## WORK REQUEST:
Pick out all lines with the word "PeerClosed" from the records that follow.

## WORKING DATA:
....
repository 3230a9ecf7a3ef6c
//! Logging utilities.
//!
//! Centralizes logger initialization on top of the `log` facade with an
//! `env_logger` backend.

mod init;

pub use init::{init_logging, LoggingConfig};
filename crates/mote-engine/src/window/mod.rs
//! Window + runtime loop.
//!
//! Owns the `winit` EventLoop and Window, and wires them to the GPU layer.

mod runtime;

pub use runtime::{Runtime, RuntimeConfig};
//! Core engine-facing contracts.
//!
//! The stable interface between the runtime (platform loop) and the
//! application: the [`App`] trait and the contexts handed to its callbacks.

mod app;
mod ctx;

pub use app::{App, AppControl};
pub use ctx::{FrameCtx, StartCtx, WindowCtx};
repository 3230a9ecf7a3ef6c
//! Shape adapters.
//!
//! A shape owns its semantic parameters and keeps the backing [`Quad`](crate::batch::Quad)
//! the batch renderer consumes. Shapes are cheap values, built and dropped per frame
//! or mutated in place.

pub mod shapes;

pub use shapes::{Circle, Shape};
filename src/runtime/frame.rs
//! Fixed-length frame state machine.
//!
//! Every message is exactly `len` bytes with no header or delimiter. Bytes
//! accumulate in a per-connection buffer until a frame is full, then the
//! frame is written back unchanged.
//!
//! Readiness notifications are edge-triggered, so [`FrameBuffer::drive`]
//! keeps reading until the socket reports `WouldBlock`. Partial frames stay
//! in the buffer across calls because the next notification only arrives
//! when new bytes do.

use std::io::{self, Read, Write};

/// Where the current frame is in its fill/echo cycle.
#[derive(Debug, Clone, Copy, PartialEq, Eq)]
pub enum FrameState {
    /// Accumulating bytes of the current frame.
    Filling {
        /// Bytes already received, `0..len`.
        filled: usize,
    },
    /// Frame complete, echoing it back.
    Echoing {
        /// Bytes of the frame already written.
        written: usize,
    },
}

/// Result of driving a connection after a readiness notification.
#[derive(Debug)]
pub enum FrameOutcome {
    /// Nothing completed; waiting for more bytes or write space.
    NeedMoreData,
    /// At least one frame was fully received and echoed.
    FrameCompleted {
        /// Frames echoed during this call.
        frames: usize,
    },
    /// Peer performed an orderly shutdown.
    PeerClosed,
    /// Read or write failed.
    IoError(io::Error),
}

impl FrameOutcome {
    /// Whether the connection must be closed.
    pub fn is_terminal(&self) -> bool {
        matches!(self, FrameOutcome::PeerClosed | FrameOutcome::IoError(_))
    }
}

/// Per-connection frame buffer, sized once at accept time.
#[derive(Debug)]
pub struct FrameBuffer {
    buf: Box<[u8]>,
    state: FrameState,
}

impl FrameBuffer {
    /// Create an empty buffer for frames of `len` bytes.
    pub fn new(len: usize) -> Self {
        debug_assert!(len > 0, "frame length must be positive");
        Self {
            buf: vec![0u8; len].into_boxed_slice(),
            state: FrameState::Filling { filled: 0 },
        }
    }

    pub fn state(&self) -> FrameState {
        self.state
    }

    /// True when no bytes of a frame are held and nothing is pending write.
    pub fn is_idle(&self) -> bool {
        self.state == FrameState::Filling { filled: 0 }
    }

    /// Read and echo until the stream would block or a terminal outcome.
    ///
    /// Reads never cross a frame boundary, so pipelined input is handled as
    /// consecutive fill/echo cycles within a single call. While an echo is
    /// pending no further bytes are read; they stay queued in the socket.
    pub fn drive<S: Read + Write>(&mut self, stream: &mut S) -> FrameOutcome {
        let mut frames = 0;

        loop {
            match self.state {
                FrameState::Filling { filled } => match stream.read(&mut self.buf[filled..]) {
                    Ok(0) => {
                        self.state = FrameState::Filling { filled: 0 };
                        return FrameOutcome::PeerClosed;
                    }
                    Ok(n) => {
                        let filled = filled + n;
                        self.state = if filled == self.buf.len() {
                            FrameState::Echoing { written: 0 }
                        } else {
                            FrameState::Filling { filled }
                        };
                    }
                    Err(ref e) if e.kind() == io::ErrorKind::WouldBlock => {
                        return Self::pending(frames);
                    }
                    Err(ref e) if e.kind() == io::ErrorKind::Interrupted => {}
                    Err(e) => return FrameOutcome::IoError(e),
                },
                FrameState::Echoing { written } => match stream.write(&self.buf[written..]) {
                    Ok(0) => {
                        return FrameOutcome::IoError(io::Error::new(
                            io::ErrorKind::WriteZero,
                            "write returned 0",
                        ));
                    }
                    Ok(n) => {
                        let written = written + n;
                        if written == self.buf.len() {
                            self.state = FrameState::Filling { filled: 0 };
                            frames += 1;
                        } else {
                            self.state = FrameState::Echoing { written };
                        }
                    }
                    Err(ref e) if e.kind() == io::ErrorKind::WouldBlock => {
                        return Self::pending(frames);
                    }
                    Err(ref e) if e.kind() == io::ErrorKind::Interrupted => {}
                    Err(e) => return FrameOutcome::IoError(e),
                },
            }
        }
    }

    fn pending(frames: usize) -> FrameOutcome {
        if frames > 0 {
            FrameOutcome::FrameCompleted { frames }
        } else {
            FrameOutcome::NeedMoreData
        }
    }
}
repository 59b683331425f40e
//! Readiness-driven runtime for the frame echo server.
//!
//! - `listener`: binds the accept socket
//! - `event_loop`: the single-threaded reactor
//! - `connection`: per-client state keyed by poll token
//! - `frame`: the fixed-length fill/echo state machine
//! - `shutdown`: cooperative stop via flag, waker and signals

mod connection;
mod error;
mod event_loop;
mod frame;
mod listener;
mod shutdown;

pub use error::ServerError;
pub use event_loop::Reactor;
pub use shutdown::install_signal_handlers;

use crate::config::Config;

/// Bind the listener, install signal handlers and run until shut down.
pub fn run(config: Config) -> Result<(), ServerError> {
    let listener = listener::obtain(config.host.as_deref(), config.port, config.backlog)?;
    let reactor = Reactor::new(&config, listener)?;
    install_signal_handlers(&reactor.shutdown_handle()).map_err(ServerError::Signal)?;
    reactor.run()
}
....
## ANSWER BOX:
    PeerClosed,
        matches!(self, FrameOutcome::PeerClosed | FrameOutcome::IoError(_))
                        return FrameOutcome::PeerClosed;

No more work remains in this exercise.